Chart Industries Successfully Completes

New $200 Million Senior Credit Facility

Cleveland, Ohio, May 19, 2010 — Chart Industries, Inc. (NASDAQ:GTLS), a leading independent global manufacturer of highly engineered equipment used in the production, storage and end-use of hydrocarbon and industrial gases, today announced that it has refinanced its prior credit facility with a new $200 million senior secured credit facility.

The new credit facility consists of a $65 million term loan and a $135 million revolving credit facility and has a five-year term with a scheduled maturity date of May 18, 2015. Loans under the facility bear interest at LIBOR or prime plus a margin that varies with the Company’s net debt to EBITDA ratio, which should result in effective interest rates comparable to its prior credit facility.
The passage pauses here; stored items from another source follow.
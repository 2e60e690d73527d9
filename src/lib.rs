//! # sqlweave
//!
//! Database dialect adapters. A dialect describes how one backend and driver
//! pair expects connect arguments, identifiers, isolation levels and result
//! values; the driver itself is injected.
//!
//! sqlweave provides:
//! - The dialect seams in [`dialect`]: URLs, connect options, result processors,
//!   identifier quoting, isolation levels and the driver traits
//! - SQL Server through the `minitds` driver in [`mssql`] (feature `mssql`)
//!
//! ## Quick Start
//!
//! ```rust,ignore
//! use std::sync::Arc;
//!
//! use sqlweave::prelude::*;
//!
//! #[tokio::main]
//! async fn main() -> Result<(), DialectError> {
//!     sqlweave::init_logging();
//!
//!     let config = MinitdsConfig::from_env()?;
//!     let dialect = MinitdsDialect::from_config(&config, Arc::new(TiberiusDbapi::new()));
//!
//!     let mut conn = dialect.connect(config.url()).await?;
//!     dialect
//!         .set_isolation_level(conn.dbapi_connection(), IsolationLevel::Serializable)
//!         .await?;
//!
//!     Ok(())
//! }
//! ```

#![cfg_attr(docsrs, feature(doc_cfg))]
#![deny(missing_docs)]
#![deny(rustdoc::broken_intra_doc_links)]

/// Dialect seams shared by every backend.
pub mod dialect {
    pub use sqlweave_core::*;
}

/// Microsoft SQL Server.
#[cfg(feature = "mssql")]
#[cfg_attr(docsrs, doc(cfg(feature = "mssql")))]
pub mod mssql {
    pub use sqlweave_mssql::*;
}

/// Install the environment driven `tracing` subscriber.
///
/// See [`dialect::logging`] for the variables it reads.
pub fn init_logging() {
    sqlweave_core::logging::init();
}

/// Prelude module for convenient imports.
pub mod prelude {
    pub use sqlweave_core::prelude::*;

    #[cfg(feature = "mssql")]
    pub use sqlweave_mssql::prelude::*;
}

// Re-export key types at the crate root
pub use sqlweave_core::{DatabaseUrl, Dialect, DialectError, DialectResult, IsolationLevel};
//! Driver seams.
//!
//! A dialect never resolves its driver by name. The application hands it a
//! [`DbapiProvider`], and every connection the provider opens is used through
//! [`DbapiConnection`].

use async_trait::async_trait;

use crate::error::DialectResult;
use crate::options::ConnectArgs;
use crate::types::SqlValue;

/// An open driver connection.
#[async_trait]
pub trait DbapiConnection: Send {
    /// Execute a statement and return the number of affected rows.
    async fn execute(&mut self, sql: &str) -> DialectResult<u64>;

    /// Execute a query and return the first column of the first row, or NULL.
    async fn scalar(&mut self, sql: &str) -> DialectResult<SqlValue>;

    /// Turn driver-level autocommit on or off.
    async fn set_autocommit(&mut self, enabled: bool) -> DialectResult<()>;

    /// Commit the current transaction.
    async fn commit(&mut self) -> DialectResult<()>;

    /// Roll back the current transaction.
    async fn rollback(&mut self) -> DialectResult<()>;

    /// Close the connection.
    async fn close(&mut self) -> DialectResult<()>;
}

/// A driver that can open connections.
#[async_trait]
pub trait DbapiProvider: Send + Sync {
    /// Driver name, for logging.
    fn name(&self) -> &str;

    /// Wrap a value as a driver binary parameter.
    fn binary(&self, value: SqlValue) -> SqlValue {
        value
    }

    /// Open a connection with the given arguments.
    async fn connect(&self, args: &ConnectArgs) -> DialectResult<Box<dyn DbapiConnection>>;
}
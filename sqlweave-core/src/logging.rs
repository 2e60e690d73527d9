//! Logging setup for sqlweave.
//!
//! All crates log through `tracing`. An application that has no subscriber of
//! its own can call [`init`], which installs one driven by environment
//! variables:
//!
//! - `SQLWEAVE_DEBUG=true|1|yes` - enable debug logging
//! - `SQLWEAVE_LOG_LEVEL=trace|debug|info|warn|error` - explicit level
//! - `SQLWEAVE_LOG_FORMAT=json|pretty|compact` - output format (default: json)
//!
//! Installing the subscriber needs the `tracing-subscriber` feature; without
//! it [`init`] only decides the settings.

use std::env;
use std::sync::Once;

static INIT: Once = Once::new();

/// Check if debug logging is enabled via `SQLWEAVE_DEBUG`.
#[inline]
pub fn is_debug_enabled() -> bool {
    env::var("SQLWEAVE_DEBUG")
        .map(|v| parse_flag(&v))
        .unwrap_or(false)
}

/// Get the configured log level.
///
/// Defaults to "debug" if `SQLWEAVE_DEBUG` is set, otherwise "warn".
pub fn get_log_level() -> &'static str {
    resolve_level(env::var("SQLWEAVE_LOG_LEVEL").ok().as_deref(), is_debug_enabled())
}

/// Get the configured log format. Defaults to "json".
pub fn get_log_format() -> &'static str {
    resolve_format(env::var("SQLWEAVE_LOG_FORMAT").ok().as_deref())
}

/// Initialize logging once. Later calls are no-ops.
pub fn init() {
    INIT.call_once(|| {
        if !is_debug_enabled() && env::var("SQLWEAVE_LOG_LEVEL").is_err() {
            return;
        }

        #[cfg(feature = "tracing-subscriber")]
        {
            use tracing_subscriber::{EnvFilter, fmt, prelude::*};

            let level = get_log_level();
            let filter = EnvFilter::try_new(format!(
                "sqlweave={},sqlweave_core={},sqlweave_mssql={}",
                level, level, level
            ))
            .unwrap_or_else(|_| EnvFilter::new("warn"));

            match get_log_format() {
                "json" => {
                    tracing_subscriber::registry()
                        .with(filter)
                        .with(fmt::layer().json())
                        .init();
                }
                "compact" => {
                    tracing_subscriber::registry()
                        .with(filter)
                        .with(fmt::layer().compact())
                        .init();
                }
                _ => {
                    tracing_subscriber::registry()
                        .with(filter)
                        .with(fmt::layer().pretty())
                        .init();
                }
            }

            tracing::info!(
                level = level,
                format = get_log_format(),
                "sqlweave logging initialized"
            );
        }
    });
}

fn parse_flag(value: &str) -> bool {
    matches!(value.to_lowercase().as_str(), "true" | "1" | "yes")
}

fn resolve_level(requested: Option<&str>, debug: bool) -> &'static str {
    let fallback = if debug { "debug" } else { "warn" };
    match requested.map(str::to_lowercase).as_deref() {
        Some("trace") => "trace",
        Some("debug") => "debug",
        Some("info") => "info",
        Some("warn") => "warn",
        Some("error") => "error",
        _ => fallback,
    }
}

fn resolve_format(requested: Option<&str>) -> &'static str {
    match requested.map(str::to_lowercase).as_deref() {
        Some("pretty") => "pretty",
        Some("compact") => "compact",
        _ => "json",
    }
}
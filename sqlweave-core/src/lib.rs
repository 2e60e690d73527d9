//! # sqlweave-core
//!
//! The seams a database dialect plugs into:
//!
//! - [`DatabaseUrl`] parsing and [`ConnectArgs`] for driver connect calls
//! - [`SqlValue`] / [`SqlType`] and the result and bind processors attached to them
//! - [`IdentifierPreparer`] for quoting identifiers and escaping literal text
//! - [`IsolationLevel`] and [`ServerVersion`]
//! - [`DbapiProvider`] / [`DbapiConnection`], the driver traits
//! - [`Dialect`], with the generic behavior as provided methods
//!
//! Concrete dialects live in their own crates, e.g. `sqlweave-mssql`.

pub mod dbapi;
pub mod dialect;
pub mod error;
pub mod isolation;
pub mod logging;
pub mod options;
pub mod preparer;
pub mod types;
pub mod url;
pub mod version;

pub use dbapi::{DbapiConnection, DbapiProvider};
pub use dialect::{Dialect, Paramstyle};
pub use error::{DialectError, DialectResult};
pub use isolation::IsolationLevel;
pub use options::{ConnectArgs, ConnectOptions, OptionValue};
pub use preparer::IdentifierPreparer;
pub use types::{
    BindProcessor, ColSpecs, ResultProcessor, SqlType, SqlValue, TypeAdapter, TypeClass,
    TypeImpl,
};
pub use crate::url::DatabaseUrl;
pub use version::ServerVersion;

/// Prelude for convenient imports.
pub mod prelude {
    pub use crate::dbapi::{DbapiConnection, DbapiProvider};
    pub use crate::dialect::{Dialect, Paramstyle};
    pub use crate::error::{DialectError, DialectResult};
    pub use crate::isolation::IsolationLevel;
    pub use crate::options::{ConnectArgs, ConnectOptions, OptionValue};
    pub use crate::types::{SqlType, SqlValue};
    pub use crate::url::DatabaseUrl;
    pub use crate::version::ServerVersion;
}
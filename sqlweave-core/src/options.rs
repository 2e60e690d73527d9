//! Driver-ready connect arguments.
//!
//! A dialect turns a [`DatabaseUrl`](crate::url::DatabaseUrl) into a
//! [`ConnectArgs`] value: positional arguments plus an ordered map of
//! keyword options, which the driver provider receives verbatim.

use std::fmt;

use indexmap::IndexMap;
use serde::{Deserialize, Serialize};

/// Option names whose values never appear in logs.
const SECRET_OPTIONS: &[&str] = &["password", "pwd"];

/// A single connect option value.
#[derive(Debug, Clone, PartialEq, Eq, Serialize, Deserialize)]
#[serde(untagged)]
pub enum OptionValue {
    /// Boolean flag.
    Bool(bool),
    /// Integer value (ports, timeouts).
    Int(i64),
    /// Text value.
    Str(String),
}

impl OptionValue {
    /// Get the value as a string slice if it is text.
    pub fn as_str(&self) -> Option<&str> {
        match self {
            Self::Str(s) => Some(s),
            _ => None,
        }
    }

    /// Get the value as an integer, parsing text when needed.
    pub fn as_int(&self) -> Option<i64> {
        match self {
            Self::Int(i) => Some(*i),
            Self::Str(s) => s.trim().parse().ok(),
            Self::Bool(_) => None,
        }
    }

    /// Get the value as a boolean, accepting the usual textual spellings.
    pub fn as_bool(&self) -> Option<bool> {
        match self {
            Self::Bool(b) => Some(*b),
            Self::Int(i) => Some(*i != 0),
            Self::Str(s) => match s.to_lowercase().as_str() {
                "true" | "yes" | "on" | "1" => Some(true),
                "false" | "no" | "off" | "0" => Some(false),
                _ => None,
            },
        }
    }
}

impl fmt::Display for OptionValue {
    fn fmt(&self, f: &mut fmt::Formatter<'_>) -> fmt::Result {
        match self {
            Self::Bool(b) => write!(f, "{}", b),
            Self::Int(i) => write!(f, "{}", i),
            Self::Str(s) => f.write_str(s),
        }
    }
}

impl From<&str> for OptionValue {
    fn from(value: &str) -> Self {
        Self::Str(value.to_string())
    }
}

impl From<String> for OptionValue {
    fn from(value: String) -> Self {
        Self::Str(value)
    }
}

impl From<i64> for OptionValue {
    fn from(value: i64) -> Self {
        Self::Int(value)
    }
}

impl From<u16> for OptionValue {
    fn from(value: u16) -> Self {
        Self::Int(i64::from(value))
    }
}

impl From<bool> for OptionValue {
    fn from(value: bool) -> Self {
        Self::Bool(value)
    }
}

/// Ordered keyword options for a driver connect call.
#[derive(Debug, Clone, Default, PartialEq, Eq, Serialize, Deserialize)]
#[serde(transparent)]
pub struct ConnectOptions {
    entries: IndexMap<String, OptionValue>,
}

impl ConnectOptions {
    /// Create an empty option map.
    pub fn new() -> Self {
        Self::default()
    }

    /// Insert an option, replacing any previous value for the key.
    pub fn insert(&mut self, key: impl Into<String>, value: impl Into<OptionValue>) {
        self.entries.insert(key.into(), value.into());
    }

    /// Remove an option, keeping the order of the remaining ones.
    pub fn remove(&mut self, key: &str) -> Option<OptionValue> {
        self.entries.shift_remove(key)
    }

    /// Get an option.
    pub fn get(&self, key: &str) -> Option<&OptionValue> {
        self.entries.get(key)
    }

    /// Get a text option.
    pub fn get_str(&self, key: &str) -> Option<&str> {
        self.get(key).and_then(OptionValue::as_str)
    }

    /// Check if an option is present.
    pub fn contains_key(&self, key: &str) -> bool {
        self.entries.contains_key(key)
    }

    /// Merge another set of options; values from `other` win on collision.
    pub fn extend<K, V>(&mut self, other: impl IntoIterator<Item = (K, V)>)
    where
        K: Into<String>,
        V: Into<OptionValue>,
    {
        for (key, value) in other {
            self.insert(key, value);
        }
    }

    /// Iterate over the options in insertion order.
    pub fn iter(&self) -> impl Iterator<Item = (&str, &OptionValue)> {
        self.entries.iter().map(|(k, v)| (k.as_str(), v))
    }

    /// Option names in insertion order.
    pub fn keys(&self) -> impl Iterator<Item = &str> {
        self.entries.keys().map(String::as_str)
    }

    /// Number of options.
    pub fn len(&self) -> usize {
        self.entries.len()
    }

    /// Check if there are no options.
    pub fn is_empty(&self) -> bool {
        self.entries.is_empty()
    }

    /// Render the options as JSON with secrets masked, for logging.
    pub fn redacted_json(&self) -> String {
        let masked: IndexMap<&str, serde_json::Value> = self
            .entries
            .iter()
            .map(|(k, v)| {
                let value = if SECRET_OPTIONS.contains(&k.as_str()) {
                    serde_json::Value::String("***".to_string())
                } else {
                    serde_json::to_value(v).unwrap_or(serde_json::Value::Null)
                };
                (k.as_str(), value)
            })
            .collect();
        serde_json::to_string(&masked).unwrap_or_default()
    }
}

impl<K: Into<String>, V: Into<OptionValue>> FromIterator<(K, V)> for ConnectOptions {
    fn from_iter<I: IntoIterator<Item = (K, V)>>(iter: I) -> Self {
        let mut options = Self::new();
        options.extend(iter);
        options
    }
}

/// Arguments for a driver's connect entry point.
#[derive(Debug, Clone, Default, PartialEq, Eq)]
pub struct ConnectArgs {
    /// Positional arguments.
    pub args: Vec<OptionValue>,
    /// Keyword options.
    pub options: ConnectOptions,
}

impl ConnectArgs {
    /// Create connect arguments with no positional part.
    pub fn from_options(options: ConnectOptions) -> Self {
        Self {
            args: Vec::new(),
            options,
        }
    }
}

#[cfg(test)]
mod tests {
    use super::*;
    use pretty_assertions::assert_eq;

    #[test]
    fn test_insert_replaces_and_keeps_order() {
        let mut opts = ConnectOptions::new();
        opts.insert("host", "db1");
        opts.insert("user", "sa");
        opts.insert("host", "db2");

        assert_eq!(opts.keys().collect::<Vec<_>>(), vec!["host", "user"]);
        assert_eq!(opts.get_str("host"), Some("db2"));
    }

    #[test]
    fn test_remove_shifts() {
        let mut opts: ConnectOptions =
            [("a", 1i64), ("b", 2), ("c", 3)].into_iter().collect();
        assert_eq!(opts.remove("b"), Some(OptionValue::Int(2)));
        assert_eq!(opts.keys().collect::<Vec<_>>(), vec!["a", "c"]);
        assert_eq!(opts.remove("b"), None);
    }

    #[test]
    fn test_option_value_coercions() {
        assert_eq!(OptionValue::from("1433").as_int(), Some(1433));
        assert_eq!(OptionValue::from("yes").as_bool(), Some(true));
        assert_eq!(OptionValue::from(false).as_bool(), Some(false));
        assert_eq!(OptionValue::from("maybe").as_bool(), None);
        assert_eq!(OptionValue::from(7u16).to_string(), "7");
    }

    #[test]
    fn test_redacted_json_hides_password() {
        let mut opts = ConnectOptions::new();
        opts.insert("user", "sa");
        opts.insert("password", "hunter2");
        opts.insert("use_ssl", false);

        let json = opts.redacted_json();
        assert_eq!(json, r#"{"user":"sa","password":"***","use_ssl":false}"#);
    }
}
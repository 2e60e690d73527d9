//! SQL Server behavior shared by every driver.
//!
//! Bracket quoting, the T-SQL reserved words, the base type table and the
//! `SET TRANSACTION ISOLATION LEVEL` handling. Driver adapters such as
//! [`minitds`](crate::minitds) build on these pieces.

use std::sync::Arc;

use sqlweave_core::types::{BinaryType, NumericType, ResultProcessor, TypeImpl};
use sqlweave_core::{
    ColSpecs, DbapiConnection, Dialect, DialectError, DialectResult, IdentifierPreparer,
    IsolationLevel, Paramstyle, SqlType, SqlValue, TypeClass,
};
use tracing::debug;

/// Default SQL Server port.
pub const DEFAULT_PORT: u16 = 1433;

/// T-SQL reserved words (lowercase).
pub const RESERVED_WORDS: &[&str] = &[
    "add", "all", "alter", "and", "any", "as", "asc", "authorization", "backup", "begin",
    "between", "break", "browse", "bulk", "by", "cascade", "case", "check", "checkpoint",
    "close", "clustered", "coalesce", "collate", "column", "commit", "compute", "constraint",
    "contains", "containstable", "continue", "convert", "create", "cross", "current",
    "current_date", "current_time", "current_timestamp", "current_user", "cursor",
    "database", "dbcc", "deallocate", "declare", "default", "delete", "deny", "desc", "disk",
    "distinct", "distributed", "double", "drop", "dump", "else", "end", "errlvl", "escape",
    "except", "exec", "execute", "exists", "exit", "external", "fetch", "file", "fillfactor",
    "for", "foreign", "freetext", "freetexttable", "from", "full", "function", "goto",
    "grant", "group", "having", "holdlock", "identity", "identity_insert", "identitycol",
    "if", "in", "index", "inner", "insert", "intersect", "into", "is", "join", "key", "kill",
    "left", "like", "lineno", "load", "merge", "national", "nocheck", "nonclustered", "not",
    "null", "nullif", "of", "off", "offsets", "on", "open", "opendatasource", "openquery",
    "openrowset", "openxml", "option", "or", "order", "outer", "over", "percent", "pivot",
    "plan", "precision", "primary", "print", "proc", "procedure", "public", "raiserror",
    "read", "readtext", "reconfigure", "references", "replication", "restore", "restrict",
    "return", "revert", "revoke", "right", "rollback", "rowcount", "rowguidcol", "rule",
    "save", "schema", "securityaudit", "select", "session_user", "set", "setuser",
    "shutdown", "some", "statistics", "system_user", "table", "tablesample", "textsize",
    "then", "to", "top", "tran", "transaction", "trigger", "truncate", "tsequal", "union",
    "unique", "unpivot", "update", "updatetext", "use", "user", "values", "varying", "view",
    "waitfor", "when", "where", "while", "with", "writetext",
];

/// Isolation levels SQL Server accepts in `SET TRANSACTION ISOLATION LEVEL`.
pub const ISOLATION_LEVELS: &[IsolationLevel] = &[
    IsolationLevel::ReadUncommitted,
    IsolationLevel::ReadCommitted,
    IsolationLevel::RepeatableRead,
    IsolationLevel::Serializable,
    IsolationLevel::Snapshot,
];

/// Query reporting the isolation level of the current session.
pub const ISOLATION_LEVEL_QUERY: &str = "SELECT CASE transaction_isolation_level \
     WHEN 0 THEN NULL \
     WHEN 1 THEN 'READ UNCOMMITTED' \
     WHEN 2 THEN 'READ COMMITTED' \
     WHEN 3 THEN 'REPEATABLE READ' \
     WHEN 4 THEN 'SERIALIZABLE' \
     WHEN 5 THEN 'SNAPSHOT' END AS TRANSACTION_ISOLATION_LEVEL \
     FROM sys.dm_exec_sessions WHERE session_id = @@SPID";

/// Base type table for SQL Server.
pub static COLSPECS: ColSpecs = ColSpecs::new(&[
    (TypeClass::Numeric, NumericType::adapt),
    (TypeClass::Boolean, BitType::adapt),
    (TypeClass::Binary, binary_adapt),
]);

fn binary_adapt(_: &SqlType) -> Box<dyn TypeImpl> {
    Box::new(BinaryType)
}

/// Identifier preparer using `[` / `]` quoting.
pub fn identifier_preparer(paramstyle: Paramstyle) -> IdentifierPreparer {
    IdentifierPreparer::new(paramstyle)
        .with_quotes('[', ']')
        .with_reserved_words(RESERVED_WORDS)
}

/// BIT columns arrive as integers from most drivers.
#[derive(Debug, Clone, Copy, Default)]
pub struct BitType;

impl BitType {
    /// Adapter for [`ColSpecs`] tables.
    pub fn adapt(_: &SqlType) -> Box<dyn TypeImpl> {
        Box::new(Self)
    }
}

impl TypeImpl for BitType {
    fn result_processor(&self, _dialect: &dyn Dialect) -> Option<ResultProcessor> {
        Some(Arc::new(|value| match value {
            SqlValue::Int(i) => Ok(SqlValue::Bool(i != 0)),
            SqlValue::Null | SqlValue::Bool(_) => Ok(value),
            other => Err(DialectError::conversion(format!(
                "cannot read {} value as BIT",
                other.kind()
            ))),
        }))
    }
}

/// Issue `SET TRANSACTION ISOLATION LEVEL` for a SQL Server level.
///
/// `SNAPSHOT` is committed straight away so it applies to the next
/// transaction the driver opens.
pub async fn set_isolation_level(
    conn: &mut dyn DbapiConnection,
    level: IsolationLevel,
) -> DialectResult<()> {
    if !ISOLATION_LEVELS.contains(&level) {
        return Err(DialectError::InvalidIsolationLevel {
            level: level.as_sql().to_string(),
            valid: IsolationLevel::names(ISOLATION_LEVELS),
        });
    }

    debug!(level = %level, "SET TRANSACTION ISOLATION LEVEL");
    conn.execute(&format!("SET TRANSACTION ISOLATION LEVEL {}", level.as_sql()))
        .await?;
    if level == IsolationLevel::Snapshot {
        conn.commit().await?;
    }
    Ok(())
}

/// Read the isolation level of the current session.
pub async fn get_isolation_level(conn: &mut dyn DbapiConnection) -> DialectResult<IsolationLevel> {
    match conn.scalar(ISOLATION_LEVEL_QUERY).await? {
        SqlValue::Text(name) => name.parse(),
        SqlValue::Null => Err(DialectError::driver(
            "session reports an unspecified isolation level",
        )),
        other => Err(DialectError::conversion(format!(
            "unexpected {} value for the isolation level",
            other.kind()
        ))),
    }
}

#[cfg(test)]
mod tests {
    use super::*;
    use crate::testing::{Call, RecordingConnection};
    use pretty_assertions::assert_eq;

    #[test]
    fn test_bracket_quoting() {
        let p = identifier_preparer(Paramstyle::Qmark);
        assert_eq!(p.quote("orders"), "orders");
        assert_eq!(p.quote("Order Details"), "[Order Details]");
        assert_eq!(p.quote("tran"), "[tran]");
        assert_eq!(p.quote_identifier("a]b"), "[a]]b]");
        assert_eq!(p.format_table(Some("dbo"), "Users"), "dbo.[Users]");
    }

    #[test]
    fn test_reserved_words_are_lowercase() {
        for word in RESERVED_WORDS {
            assert_eq!(*word, word.to_lowercase());
        }
    }

    #[test]
    fn test_colspecs_base() {
        let adapted = COLSPECS.adapt(&SqlType::numeric());
        assert!(format!("{:?}", adapted).starts_with("NumericType"));
        assert_eq!(format!("{:?}", COLSPECS.adapt(&SqlType::Boolean)), "BitType");
        assert_eq!(
            format!("{:?}", COLSPECS.adapt(&SqlType::Binary { length: None })),
            "BinaryType"
        );
    }

    #[tokio::test]
    async fn test_set_isolation_level_sql() {
        let mut conn = RecordingConnection::new();
        set_isolation_level(&mut conn, IsolationLevel::RepeatableRead)
            .await
            .unwrap();
        assert_eq!(
            conn.calls(),
            vec![Call::Execute(
                "SET TRANSACTION ISOLATION LEVEL REPEATABLE READ".to_string()
            )]
        );
    }

    #[tokio::test]
    async fn test_snapshot_commits() {
        let mut conn = RecordingConnection::new();
        set_isolation_level(&mut conn, IsolationLevel::Snapshot)
            .await
            .unwrap();
        assert_eq!(
            conn.calls(),
            vec![
                Call::Execute("SET TRANSACTION ISOLATION LEVEL SNAPSHOT".to_string()),
                Call::Commit,
            ]
        );
    }

    #[tokio::test]
    async fn test_autocommit_rejected_by_base() {
        let mut conn = RecordingConnection::new();
        let err = set_isolation_level(&mut conn, IsolationLevel::Autocommit)
            .await
            .unwrap_err();
        assert!(matches!(err, DialectError::InvalidIsolationLevel { .. }));
        assert!(conn.calls().is_empty());
    }

    #[tokio::test]
    async fn test_get_isolation_level() {
        let mut conn = RecordingConnection::new().with_scalar("READ COMMITTED");
        let level = get_isolation_level(&mut conn).await.unwrap();
        assert_eq!(level, IsolationLevel::ReadCommitted);
        assert_eq!(
            conn.calls(),
            vec![Call::Scalar(ISOLATION_LEVEL_QUERY.to_string())]
        );

        let mut conn = RecordingConnection::new().with_scalar(SqlValue::Null);
        assert!(get_isolation_level(&mut conn).await.is_err());
    }

    #[test]
    fn test_bit_processor() {
        let bit = BitType;
        let dialect = crate::testing::dialect();
        let p = bit.result_processor(&dialect).unwrap();
        assert_eq!(p(SqlValue::Int(1)).unwrap(), SqlValue::Bool(true));
        assert_eq!(p(SqlValue::Int(0)).unwrap(), SqlValue::Bool(false));
        assert_eq!(p(SqlValue::Null).unwrap(), SqlValue::Null);
        assert!(p(SqlValue::from("x")).is_err());
    }
}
The Company’s prior revolving credit facility and term loan were scheduled to mature in October 2010 and October 2012, respectively.

Under the terms of the new facility, 10% of the $65 million term loan is payable annually with the balance due in 2015. As part of the refinancing, the Company used cash to pay off $15 million of its prior $80 million term loan. Significant financial covenants for the new facility include a maximum net debt to EBITDA ratio of 3.25 and a minimum interest coverage to EBITDA ratio of 3.0. The new credit facility was arranged and syndicated by J. P. Morgan Securities, Inc.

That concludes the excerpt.